The Trump Town Hall Made This Week's Succession A Little Too Real
This post contains spoilers for "Succession" season 4, episode 8.
At the end of the latest episode of "Succession," as a neo-Nazi president-elect gives a victory speech rife with terms like "proud and pure" and parts of the world quite literally burn around them, the Roy siblings sit together. They're alternately uneasy, devastated, and relaxed.
"We've just made a night of good TV," Roman (Kieran Culkin), the relaxed one, says. "That's what we've done. Nothing happens." Shiv responds with a voice that sounds like barely-dried tears and resignation. Though she only says one sentence, it's cutting, and some of Sarah Snook's finest work on the show to date: "Things do happen, Rome."
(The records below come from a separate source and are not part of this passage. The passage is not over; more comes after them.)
//! Clip encoding with the `ffmpeg` command-line tool.

use async_trait::async_trait;
use chrono::{DateTime, Duration, Timelike, Utc};
use std::fmt::Write as _;
use std::path::{Path, PathBuf};
use std::sync::Arc;

use super::fs_storage::StorageLayout;
use super::process::{self, stderr_tail};
use super::{ClipRequest, Encoder, HourlyClips, Instance, InstanceKind, MediaFormat, Storage};
use crate::clock::{start_of_local_day, TimeRange};
use crate::config::EncoderConfig;
use crate::error::{Result, SkyreelError};
use crate::resource::Resource;

/// Frame rate of encoded clips.
const OUTPUT_FPS: u32 = 30;

/// Encoder that shells out to ffmpeg.
pub struct FfmpegEncoder {
    config: EncoderConfig,
    layout: StorageLayout,
    storage: Arc<dyn Storage>,
}

impl FfmpegEncoder {
    pub fn new(config: EncoderConfig, layout: StorageLayout, storage: Arc<dyn Storage>) -> Self {
        Self {
            config,
            layout,
            storage,
        }
    }

    async fn ffmpeg(&self, args: &[String]) -> Result<()> {
        let output = process::run(&self.config.ffmpeg_path, args, self.config.timeout()).await?;
        if output.status.success() {
            Ok(())
        } else {
            Err(SkyreelError::encoder(format!(
                "ffmpeg exited with {}: {}",
                output.status,
                stderr_tail(&output)
            )))
        }
    }

    async fn work_dir(&self, resource: &Resource) -> Result<PathBuf> {
        let dir = self.config.work_dir.join(&resource.storage_folder);
        tokio::fs::create_dir_all(&dir).await?;
        Ok(dir)
    }

    /// The file at `path` if it is at least the minimum clip size.
    async fn usable(&self, path: &Path) -> Option<PathBuf> {
        match tokio::fs::metadata(path).await {
            Ok(meta) if meta.len() >= self.config.min_clip_bytes => Some(path.to_path_buf()),
            Ok(meta) => {
                tracing::warn!(
                    path = %path.display(),
                    bytes = meta.len(),
                    "Encoded clip too small, discarding"
                );
                None
            }
            Err(_) => None,
        }
    }
}

/// Concat demuxer script showing each image for an equal share of `length_secs`.
fn image_concat_script(instances: &[Instance], length_secs: u32) -> String {
    let per_frame = length_secs as f64 / instances.len().max(1) as f64;
    let mut script = String::from("ffconcat version 1.0\n");
    for instance in instances {
        let _ = writeln!(script, "file '{}'", escape(&instance.path));
        let _ = writeln!(script, "duration {:.4}", per_frame);
    }
    // The last entry's duration is ignored unless the file is repeated.
    if let Some(last) = instances.last() {
        let _ = writeln!(script, "file '{}'", escape(&last.path));
    }
    script
}

fn clip_concat_script(clips: &[PathBuf]) -> String {
    let mut script = String::from("ffconcat version 1.0\n");
    for clip in clips {
        let _ = writeln!(script, "file '{}'", escape(clip));
    }
    script
}

fn escape(path: &Path) -> String {
    path.display().to_string().replace('\'', "'\\''")
}

fn args<const N: usize>(items: [&str; N]) -> Vec<String> {
    items.iter().map(|s| s.to_string()).collect()
}

#[async_trait]
impl Encoder for FfmpegEncoder {
    async fn make_hourly_clip(
        &self,
        instances: &[Instance],
        resource: &Resource,
        request: &ClipRequest,
    ) -> Result<HourlyClips> {
        if instances.is_empty() {
            return Err(SkyreelError::encoder("no images to encode"));
        }

        let work = self.work_dir(resource).await?;
        let stem = format!("{}{}", resource.storage_folder, request.start.format("%Y%m%d-%H0000"));
        let script_path = work.join(format!("{}.ffconcat", stem));
        tokio::fs::write(&script_path, image_concat_script(instances, request.length_secs)).await?;

        let avi = work.join(format!("{}.avi", stem));
        let mp4 = work.join(format!("{}.mp4", stem));
        let script = script_path.display().to_string();
        let mut scale = String::new();
        if resource.image_width > 0 && resource.image_height > 0 {
            // Even dimensions are required by yuv420p.
            scale = format!(
                "scale={}:{},",
                resource.image_width / 2 * 2,
                resource.image_height / 2 * 2
            );
        }
        let filter = format!("{}fps={},format=yuv420p", scale, OUTPUT_FPS);

        let mut primary = args(["-y", "-loglevel", "error", "-f", "concat", "-safe", "0", "-i"]);
        primary.extend([script.clone(), "-vf".into(), filter.clone()]);
        primary.extend(["-c:v".into(), request.codec.clone(), "-q:v".into(), "3".into()]);
        primary.push(avi.display().to_string());

        let mut compat = args(["-y", "-loglevel", "error", "-f", "concat", "-safe", "0", "-i"]);
        compat.extend([script, "-vf".into(), filter]);
        compat.extend(args(["-c:v", "libx264", "-preset", "veryfast", "-movflags", "+faststart"]));
        compat.push(mp4.display().to_string());

        // Each artifact stands alone; one failed encode does not discard the other.
        if let Err(e) = self.ffmpeg(&primary).await {
            tracing::error!(resource = %resource.id, error = %e, "Primary clip encode failed");
        }
        if let Err(e) = self.ffmpeg(&compat).await {
            tracing::error!(resource = %resource.id, error = %e, "Compatibility clip encode failed");
        }
        let _ = tokio::fs::remove_file(&script_path).await;

        let range = TimeRange::hour_starting(request.start);
        let artifact = |path: PathBuf, format: MediaFormat| Instance {
            resource: resource.id,
            kind: InstanceKind::HourlyClip,
            format,
            range,
            path,
            low_quality: false,
        };

        Ok(HourlyClips {
            primary: self.usable(&avi).await.map(|p| artifact(p, MediaFormat::Avi)),
            compat: self.usable(&mp4).await.map(|p| artifact(p, MediaFormat::Mp4)),
        })
    }

    async fn make_day_long_clip(
        &self,
        resource: &Resource,
        end: DateTime<Utc>,
        include_low_quality: bool,
        reason: &str,
    ) -> Result<bool> {
        let tz = resource.time_zone;
        let start = start_of_local_day(end, tz);
        let local_end = end.with_timezone(&tz);

        let mut clips = Vec::new();
        let mut found = 0usize;
        let mut hour = start;
        while hour <= end {
            let local = hour.with_timezone(&tz).naive_local();
            let path = self
                .layout
                .hourly_clip_path(&resource.storage_folder, local, MediaFormat::Mp4);
            if tokio::fs::try_exists(&path).await.unwrap_or(false) {
                found += 1;
                clips.push(path);
            } else {
                clips.push(self.config.placeholder_clip.clone());
            }
            hour += Duration::hours(1);
        }

        if found == 0 {
            tracing::warn!(
                resource = %resource.id,
                reason,
                through_hour = local_end.hour(),
                "No hourly clips for day-long video"
            );
            return Ok(false);
        }

        let work = self.work_dir(resource).await?;
        let stem = format!("{}{}-daylong", resource.storage_folder, local_end.format("%Y%m%d"));
        let script_path = work.join(format!("{}.ffconcat", stem));
        tokio::fs::write(&script_path, clip_concat_script(&clips)).await?;
        let script = script_path.display().to_string();

        let standard = work.join(format!("{}.mp4", stem));
        let mut cmd = args(["-y", "-loglevel", "error", "-f", "concat", "-safe", "0", "-i"]);
        cmd.push(script);
        cmd.extend(args(["-c:v", "libx264", "-preset", "veryfast", "-movflags", "+faststart"]));
        cmd.push(standard.display().to_string());
        let result = self.ffmpeg(&cmd).await;

        let low = work.join(format!("{}-low.mp4", stem));
        let low_result = if include_low_quality && result.is_ok() {
            let mut cmd = args(["-y", "-loglevel", "error", "-i"]);
            cmd.push(standard.display().to_string());
            cmd.extend(args(["-vf", "scale=trunc(iw/4)*2:trunc(ih/4)*2", "-c:v", "libx264", "-crf", "32"]));
            cmd.push(low.display().to_string());
            Some(self.ffmpeg(&cmd).await)
        } else {
            None
        };
        let _ = tokio::fs::remove_file(&script_path).await;
        result?;

        let day = TimeRange::new(start, end);
        let mut made = Vec::new();
        if let Some(path) = self.usable(&standard).await {
            made.push((path, false));
        }
        if let Some(Ok(())) = low_result {
            if let Some(path) = self.usable(&low).await {
                made.push((path, true));
            }
        }
        if made.is_empty() {
            return Err(SkyreelError::encoder("day-long clip produced no usable output"));
        }

        for (path, low_quality) in made {
            let instance = Instance {
                resource: resource.id,
                kind: InstanceKind::DayLongClip,
                format: MediaFormat::Mp4,
                range: day,
                path,
                low_quality,
            };
            self.storage.store(resource, &instance).await?;
        }

        tracing::info!(
            resource = %resource.id,
            reason,
            hours = clips.len(),
            missing = clips.len() - found,
            "Day-long clip stored"
        );
        Ok(true)
    }
}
The "thing" in question here is the Roy family's clumsy yet horrifying election night sabotage, which starts with them calling a state for the (extremely far right) Republican nominee Mencken (Justin Kirk) despite the fact that an unknown number of ballots were destroyed in a politically motivated fire, and ends with them crowning him the next president against all evidence — in exchange for a business favor. Based on the parallels between this plotline and the real 2020 election, it's unclear whether Mencken's victory will be certified, or if it will result in an attempted coup or other bloodshed. Still, it's incredibly clear that the Roys did a whole lot more than "make a night of good TV."
A dangerous spotlight
This episode of "Succession," the third-to-last of the series, feels final in a way that so many before it didn't. It slam-dunks any shreds of empathy we might have had for these characters into a trash can, zooms out on the context of their myopic melodrama more fully than ever before, and finally gets the Roy family into a situation so sticky, they might not survive it. Due to a coincidence of timing, though, the episode also feels like cutting commentary on a real-world situation: Donald Trump's recent CNN town hall.
To be clear, I haven't seen Trump's town hall, and don't plan to watch it. The former president — who has been indicted on 34 felony counts of falsifying business records, accused of varying levels of sexual misconduct by 26 women, and openly encouraged the behavior that led to the January 6th insurrection — is nowhere to be found on my list of must-see TV, and I'm not alone.
When CNN decided to air a live event featuring the man, the network received tremendous backlash for platforming someone who seems to only grow stronger with each new bit of obvious misinformation he's given a pedestal to talk about. After all, the road to Trump's initial election was paved with moments in which the candidate was clearly given airtime because, as Roman Roy might put it, he makes "good TV."
TV reports the news, but also shapes and makes it
Whether it was Jimmy Fallon tousling Trump's hair, "Saturday Night Live" putting him in skits about "Hotline Bling" and laser harps, or Dr. Oz leading a softball discussion of his health, plenty of mainstream entertainers have been happy to participate in the media circus surrounding the former president. While it's unclear how much the sanded-off, TV-friendly presentation of Trump (done after his most heinous views were already out in the open, it should be said) contributed to his election, the friendly publicity certainly didn't hurt his chances.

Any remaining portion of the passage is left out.